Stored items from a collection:
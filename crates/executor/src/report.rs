use std::{
    fmt::{Display, Formatter, Result as FmtResult},
    ops::{Add, AddAssign},
};

use enum_map::EnumMap;

use crate::Opcode;

/// An execution report: how many instructions a machine executed, broken down by opcode.
///
/// Reports are per-instance. They merge with `+`, so a driver running many instances can expose
/// one aggregate view.
#[derive(Default, Debug, Clone, PartialEq, Eq)]
pub struct ExecutionReport {
    /// The opcode counts.
    pub opcode_counts: EnumMap<Opcode, u64>,
}

impl ExecutionReport {
    /// Compute the total number of instructions run during the execution.
    #[must_use]
    pub fn total_instruction_count(&self) -> u64 {
        self.opcode_counts.values().sum()
    }
}

impl AddAssign for ExecutionReport {
    fn add_assign(&mut self, rhs: Self) {
        for (opcode, count) in rhs.opcode_counts {
            self.opcode_counts[opcode] += count;
        }
    }
}

impl Add for ExecutionReport {
    type Output = Self;

    fn add(mut self, rhs: Self) -> Self::Output {
        self += rhs;
        self
    }
}

impl Display for ExecutionReport {
    fn fmt(&self, f: &mut Formatter<'_>) -> FmtResult {
        writeln!(f, "opcode counts ({} total instructions):", self.total_instruction_count())?;
        for (opcode, count) in self.opcode_counts.iter().filter(|(_, &count)| count > 0) {
            writeln!(f, "  {opcode}: {count}")?;
        }
        Ok(())
    }
}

Your objective:
Which lines above hold the string "AddAssign"? Copy each of them.

Response area:
    ops::{Add, AddAssign},
impl AddAssign for ExecutionReport {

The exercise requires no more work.